Copy each line of the records that includes "const".

[Saved data entries]

::::

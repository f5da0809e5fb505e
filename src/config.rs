//! Configuration management for Pixel Gateway.
//!
//! This module provides a configuration system that supports:
//! - Command-line arguments via clap
//! - Environment variables
//! - Sensible defaults for all settings
//!
//! # Environment Variables
//!
//! - `HOST` - Server bind address (default: 0.0.0.0)
//! - `PORT` - Server port (default: 3000)
//! - `API_KEYS` - Accepted API keys, comma-separated (default: built-in development key)
//! - `FILLER_KEYS` - Number of random undisclosed keys to add (default: 0)
//! - `IMAGES_DIR` - Directory generated images are written to (default: images)
//! - `PUBLIC_DIR` - Directory of static assets (default: public)
//! - `SIGNATURE_TTL_MS` - Signature time-to-live in milliseconds (default: 10000)
//! - `SWEEP_INTERVAL_SECS` - Expired signature sweep period (default: 30)
//! - `MAX_IMAGES` - Generated images kept on disk (default: 1000)
//! - `RENDER_COLOR` - Paint the prompt color instead of the fixed placeholder
//! - `CORS_ORIGINS` - Allowed CORS origins, comma-separated (default: any)

use std::path::PathBuf;
use std::time::Duration;

use clap::Parser;

use crate::images::DEFAULT_MAX_IMAGES;
use crate::keys::DEFAULT_API_KEY;
use crate::signature::{DEFAULT_SIGNATURE_TTL, DEFAULT_SWEEP_INTERVAL};

// =============================================================================
// Default Values
// =============================================================================

/// Default server host.
pub const DEFAULT_HOST: &str = "0.0.0.0";

/// Default server port.
pub const DEFAULT_PORT: u16 = 3000;

/// Default directory for generated images.
pub const DEFAULT_IMAGES_DIR: &str = "images";

/// Default directory for static assets.
pub const DEFAULT_PUBLIC_DIR: &str = "public";

// =============================================================================
// CLI Arguments
// =============================================================================

/// Pixel Gateway - short-lived signatures and placeholder images.
///
/// Clients trade an API key for a signature at `/auth`, then redeem the
/// signature at `/generate_image` within its time-to-live.
#[derive(Parser, Debug, Clone)]
#[command(name = "pixel-gateway")]
#[command(author, version, about, long_about = None)]
pub struct Config {
    // =========================================================================
    // Server Configuration
    // =========================================================================
    /// Host address to bind the server to.
    #[arg(long, default_value = DEFAULT_HOST, env = "HOST")]
    pub host: String,

    /// Port to listen on.
    #[arg(short, long, default_value_t = DEFAULT_PORT, env = "PORT")]
    pub port: u16,

    // =========================================================================
    // Authentication Configuration
    // =========================================================================
    /// Accepted API keys (comma-separated).
    ///
    /// If not specified, the built-in development key is accepted.
    #[arg(long = "api-key", env = "API_KEYS", value_delimiter = ',')]
    pub api_keys: Vec<String>,

    /// Number of random, undisclosed filler keys to add to the key store.
    #[arg(long, default_value_t = 0, env = "FILLER_KEYS")]
    pub filler_keys: usize,

    /// Signature time-to-live in milliseconds.
    #[arg(long, default_value_t = DEFAULT_SIGNATURE_TTL.as_millis() as u64, env = "SIGNATURE_TTL_MS")]
    pub signature_ttl_ms: u64,

    /// Period in seconds between sweeps of expired signatures.
    #[arg(long, default_value_t = DEFAULT_SWEEP_INTERVAL.as_secs(), env = "SWEEP_INTERVAL_SECS")]
    pub sweep_interval_secs: u64,

    // =========================================================================
    // Storage Configuration
    // =========================================================================
    /// Directory generated images are written to (created if missing).
    #[arg(long, default_value = DEFAULT_IMAGES_DIR, env = "IMAGES_DIR")]
    pub images_dir: PathBuf,

    /// Directory of static assets served for unmatched paths.
    #[arg(long, default_value = DEFAULT_PUBLIC_DIR, env = "PUBLIC_DIR")]
    pub public_dir: PathBuf,

    /// Maximum number of generated images kept on disk.
    ///
    /// The oldest image is deleted once the limit is exceeded.
    #[arg(long, default_value_t = DEFAULT_MAX_IMAGES, env = "MAX_IMAGES")]
    pub max_images: usize,

    /// Paint the prompt-derived color instead of writing the fixed placeholder.
    #[arg(long, default_value_t = false, env = "RENDER_COLOR")]
    pub render_color: bool,

    // =========================================================================
    // CORS Configuration
    // =========================================================================
    /// Allowed CORS origins (comma-separated).
    ///
    /// If not specified, allows any origin.
    #[arg(long, env = "CORS_ORIGINS", value_delimiter = ',')]
    pub cors_origins: Option<Vec<String>>,

    // =========================================================================
    // Logging Configuration
    // =========================================================================
    /// Enable verbose logging (debug level).
    #[arg(short, long, default_value_t = false)]
    pub verbose: bool,

    /// Disable request tracing.
    #[arg(long, default_value_t = false)]
    pub no_tracing: bool,
}

impl Config {
    /// Validate the configuration and return an error message if invalid.
    pub fn validate(&self) -> Result<(), String> {
        if self.api_keys.iter().any(|k| k.is_empty()) {
            return Err("API keys must not be empty. Check --api-key or API_KEYS".to_string());
        }

        if self.signature_ttl_ms == 0 {
            return Err("signature_ttl_ms must be greater than 0".to_string());
        }

        if self.sweep_interval_secs == 0 {
            return Err("sweep_interval_secs must be greater than 0".to_string());
        }

        if self.max_images == 0 {
            return Err("max_images must be greater than 0".to_string());
        }

        Ok(())
    }

    /// Get the server bind address as "host:port".
    pub fn bind_address(&self) -> String {
        format!("{}:{}", self.host, self.port)
    }

    /// Whether no API key was configured and the development key is in use.
    pub fn uses_default_api_key(&self) -> bool {
        self.api_keys.is_empty()
    }

    /// The configured API keys, or the development key when none are set.
    pub fn api_keys_or_default(&self) -> Vec<String> {
        if self.uses_default_api_key() {
            vec![DEFAULT_API_KEY.to_string()]
        } else {
            self.api_keys.clone()
        }
    }

    /// Signature time-to-live.
    pub fn signature_ttl(&self) -> Duration {
        Duration::from_millis(self.signature_ttl_ms)
    }

    /// Expired signature sweep period.
    pub fn sweep_interval(&self) -> Duration {
        Duration::from_secs(self.sweep_interval_secs)
    }
}

// =============================================================================
// Tests
// =============================================================================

::::

■ **Expected output**:
pub const DEFAULT_HOST: &str = "0.0.0.0";
pub const DEFAULT_PORT: u16 = 3000;
pub const DEFAULT_IMAGES_DIR: &str = "images";
pub const DEFAULT_PUBLIC_DIR: &str = "public";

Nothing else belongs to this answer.